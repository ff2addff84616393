//! Extractive summarization
//!
//! Picks the most central sentences of a text with LexRank and returns them
//! in their original order.

pub mod language;
pub mod lexrank;
pub mod stopwords;
pub mod tokenizer;

use tracing::debug;

use crate::errors::BriefError;

use self::language::Language;
use self::lexrank::LexRank;
use self::tokenizer::{TermNormalizer, split_sentences};

/// Below this many words a text carries too little signal to rank.
pub const MIN_WORDS: usize = 20;

#[derive(Debug, Clone)]
pub struct SummarizerConfig {
    pub language: String,
    pub sentence_count: usize,
    pub min_words: usize,
    pub similarity_threshold: f64,
    pub damping: f64,
    pub max_iterations: usize,
    pub convergence: f64,
}

impl Default for SummarizerConfig {
    fn default() -> Self {
        let ranker = LexRank::default();
        Self {
            language: "english".to_string(),
            sentence_count: 3,
            min_words: MIN_WORDS,
            similarity_threshold: ranker.threshold,
            damping: ranker.damping,
            max_iterations: ranker.max_iterations,
            convergence: ranker.convergence,
        }
    }
}

pub struct Summarizer {
    sentence_count: usize,
    min_words: usize,
    normalizer: TermNormalizer,
    ranker: LexRank,
}

impl Summarizer {
    pub fn new(config: &SummarizerConfig) -> Result<Self, BriefError> {
        let language = Language::from_name(&config.language).ok_or_else(|| {
            BriefError::ConfigError(format!("unsupported language '{}'", config.language))
        })?;

        if config.sentence_count == 0 {
            return Err(BriefError::ConfigError(
                "sentence_count must be positive".to_string(),
            ));
        }

        Ok(Self {
            sentence_count: config.sentence_count,
            min_words: config.min_words,
            normalizer: TermNormalizer::new(language),
            ranker: LexRank {
                threshold: config.similarity_threshold,
                damping: config.damping,
                max_iterations: config.max_iterations,
                convergence: config.convergence,
            },
        })
    }

    /// Summarize `text` into at most `sentence_count` sentences.
    ///
    /// # Errors
    ///
    /// Returns `SummarizationError` when the text has fewer than `min_words`
    /// words, contains no sentences, or ranking yields no usable scores.
    pub fn summarize(&self, text: &str) -> Result<String, BriefError> {
        let words = word_count(text);
        if words < self.min_words {
            return Err(BriefError::SummarizationError(format!(
                "text has {} words, need at least {}",
                words, self.min_words
            )));
        }

        let sentences = split_sentences(text);
        if sentences.is_empty() {
            return Err(BriefError::SummarizationError(
                "no sentences found".to_string(),
            ));
        }

        let terms: Vec<Vec<String>> = sentences
            .iter()
            .map(|sentence| self.normalizer.terms(sentence))
            .collect();

        let ranking = self.ranker.rank(&terms);
        debug!(
            sentences = sentences.len(),
            iterations = ranking.iterations,
            converged = ranking.converged,
            "Ranked sentences"
        );
        if ranking.scores.len() != sentences.len()
            || ranking.scores.iter().any(|score| !score.is_finite())
        {
            return Err(BriefError::SummarizationError(
                "sentence ranking produced no usable scores".to_string(),
            ));
        }

        let summary = ranking
            .top_in_document_order(self.sentence_count)
            .into_iter()
            .map(|index| sentences[index].as_str())
            .collect::<Vec<_>>()
            .join(" ");

        if summary.is_empty() {
            return Err(BriefError::SummarizationError(
                "summary came out empty".to_string(),
            ));
        }

        Ok(summary)
    }
}

/// Whitespace-separated word count.
pub fn word_count(text: &str) -> usize {
    text.split_whitespace().count()
}

#[cfg(test)]
mod tests {
    use super::*;

    const ARTICLE: &str = "The central bank raised interest rates by a quarter point on Wednesday. \
        Officials said inflation remained well above the bank's target. \
        A local football team won its match in overtime. \
        Higher interest rates are expected to cool inflation over the coming year. \
        Markets had widely expected the bank to raise rates this week.";

    fn summarizer(sentence_count: usize) -> Summarizer {
        Summarizer::new(&SummarizerConfig {
            sentence_count,
            ..SummarizerConfig::default()
        })
        .unwrap()
    }

    #[test]
    fn rejects_short_text() {
        let err = summarizer(3).summarize("Too short to rank.").unwrap_err();
        assert!(matches!(err, BriefError::SummarizationError(_)));
    }

    #[test]
    fn returns_requested_number_of_sentences_in_order() {
        let summary = summarizer(2).summarize(ARTICLE).unwrap();

        let picked = split_sentences(&summary);
        assert_eq!(picked.len(), 2);

        let all = split_sentences(ARTICLE);
        let positions: Vec<usize> = picked
            .iter()
            .map(|s| all.iter().position(|a| a == s).unwrap())
            .collect();
        assert!(positions.windows(2).all(|w| w[0] < w[1]));
    }

    #[test]
    fn most_connected_sentence_wins() {
        let text = "Volcano eruption forced lava evacuation. \
            Volcano lava reached the village. \
            Eruption ash covered the village. \
            Evacuation buses departed overnight. \
            Football stadium crowds cheered loudly.";
        let summary = summarizer(1).summarize(text).unwrap();
        assert_eq!(summary, "Volcano eruption forced lava evacuation.");
    }

    #[test]
    fn short_documents_return_every_sentence() {
        let text = "Rates rose again today across the country. \
            Lenders said mortgage rates will stay high for the rest of the year and beyond.";
        let summary = summarizer(3).summarize(text).unwrap();
        assert_eq!(summary, text.split_whitespace().collect::<Vec<_>>().join(" "));
    }

    #[test]
    fn unknown_language_is_a_config_error() {
        let result = Summarizer::new(&SummarizerConfig {
            language: "klingon".to_string(),
            ..SummarizerConfig::default()
        });
        assert!(matches!(result, Err(BriefError::ConfigError(_))));
    }
}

:: Exercise directions ::
Each entry above has to be transcribed exactly as it appears.

:: Solved problem ::
repository ff2addff84616393
//! Extractive summarization
//!
//! Picks the most central sentences of a text with LexRank and returns them
//! in their original order.

pub mod language;
pub mod lexrank;
pub mod stopwords;
pub mod tokenizer;

use tracing::debug;

use crate::errors::BriefError;

use self::language::Language;
use self::lexrank::LexRank;
use self::tokenizer::{TermNormalizer, split_sentences};

/// Below this many words a text carries too little signal to rank.
pub const MIN_WORDS: usize = 20;

#[derive(Debug, Clone)]
pub struct SummarizerConfig {
    pub language: String,
    pub sentence_count: usize,
    pub min_words: usize,
    pub similarity_threshold: f64,
    pub damping: f64,
    pub max_iterations: usize,
    pub convergence: f64,
}

impl Default for SummarizerConfig {
    fn default() -> Self {
        let ranker = LexRank::default();
        Self {
            language: "english".to_string(),
            sentence_count: 3,
            min_words: MIN_WORDS,
            similarity_threshold: ranker.threshold,
            damping: ranker.damping,
            max_iterations: ranker.max_iterations,
            convergence: ranker.convergence,
        }
    }
}

pub struct Summarizer {
    sentence_count: usize,
    min_words: usize,
    normalizer: TermNormalizer,
    ranker: LexRank,
}

impl Summarizer {
    pub fn new(config: &SummarizerConfig) -> Result<Self, BriefError> {
        let language = Language::from_name(&config.language).ok_or_else(|| {
            BriefError::ConfigError(format!("unsupported language '{}'", config.language))
        })?;

        if config.sentence_count == 0 {
            return Err(BriefError::ConfigError(
                "sentence_count must be positive".to_string(),
            ));
        }

        Ok(Self {
            sentence_count: config.sentence_count,
            min_words: config.min_words,
            normalizer: TermNormalizer::new(language),
            ranker: LexRank {
                threshold: config.similarity_threshold,
                damping: config.damping,
                max_iterations: config.max_iterations,
                convergence: config.convergence,
            },
        })
    }

    /// Summarize `text` into at most `sentence_count` sentences.
    ///
    /// # Errors
    ///
    /// Returns `SummarizationError` when the text has fewer than `min_words`
    /// words, contains no sentences, or ranking yields no usable scores.
    pub fn summarize(&self, text: &str) -> Result<String, BriefError> {
        let words = word_count(text);
        if words < self.min_words {
            return Err(BriefError::SummarizationError(format!(
                "text has {} words, need at least {}",
                words, self.min_words
            )));
        }

        let sentences = split_sentences(text);
        if sentences.is_empty() {
            return Err(BriefError::SummarizationError(
                "no sentences found".to_string(),
            ));
        }

        let terms: Vec<Vec<String>> = sentences
            .iter()
            .map(|sentence| self.normalizer.terms(sentence))
            .collect();

        let ranking = self.ranker.rank(&terms);
        debug!(
            sentences = sentences.len(),
            iterations = ranking.iterations,
            converged = ranking.converged,
            "Ranked sentences"
        );
        if ranking.scores.len() != sentences.len()
            || ranking.scores.iter().any(|score| !score.is_finite())
        {
            return Err(BriefError::SummarizationError(
                "sentence ranking produced no usable scores".to_string(),
            ));
        }

        let summary = ranking
            .top_in_document_order(self.sentence_count)
            .into_iter()
            .map(|index| sentences[index].as_str())
            .collect::<Vec<_>>()
            .join(" ");

        if summary.is_empty() {
            return Err(BriefError::SummarizationError(
                "summary came out empty".to_string(),
            ));
        }

        Ok(summary)
    }
}

/// Whitespace-separated word count.
pub fn word_count(text: &str) -> usize {
    text.split_whitespace().count()
}

#[cfg(test)]
mod tests {
    use super::*;

    const ARTICLE: &str = "The central bank raised interest rates by a quarter point on Wednesday. \
        Officials said inflation remained well above the bank's target. \
        A local football team won its match in overtime. \
        Higher interest rates are expected to cool inflation over the coming year. \
        Markets had widely expected the bank to raise rates this week.";

    fn summarizer(sentence_count: usize) -> Summarizer {
        Summarizer::new(&SummarizerConfig {
            sentence_count,
            ..SummarizerConfig::default()
        })
        .unwrap()
    }

    #[test]
    fn rejects_short_text() {
        let err = summarizer(3).summarize("Too short to rank.").unwrap_err();
        assert!(matches!(err, BriefError::SummarizationError(_)));
    }

    #[test]
    fn returns_requested_number_of_sentences_in_order() {
        let summary = summarizer(2).summarize(ARTICLE).unwrap();

        let picked = split_sentences(&summary);
        assert_eq!(picked.len(), 2);

        let all = split_sentences(ARTICLE);
        let positions: Vec<usize> = picked
            .iter()
            .map(|s| all.iter().position(|a| a == s).unwrap())
            .collect();
        assert!(positions.windows(2).all(|w| w[0] < w[1]));
    }

    #[test]
    fn most_connected_sentence_wins() {
        let text = "Volcano eruption forced lava evacuation. \
            Volcano lava reached the village. \
            Eruption ash covered the village. \
            Evacuation buses departed overnight. \
            Football stadium crowds cheered loudly.";
        let summary = summarizer(1).summarize(text).unwrap();
        assert_eq!(summary, "Volcano eruption forced lava evacuation.");
    }

    #[test]
    fn short_documents_return_every_sentence() {
        let text = "Rates rose again today across the country. \
            Lenders said mortgage rates will stay high for the rest of the year and beyond.";
        let summary = summarizer(3).summarize(text).unwrap();
        assert_eq!(summary, text.split_whitespace().collect::<Vec<_>>().join(" "));
    }

    #[test]
    fn unknown_language_is_a_config_error() {
        let result = Summarizer::new(&SummarizerConfig {
            language: "klingon".to_string(),
            ..SummarizerConfig::default()
        });
        assert!(matches!(result, Err(BriefError::ConfigError(_))));
    }
}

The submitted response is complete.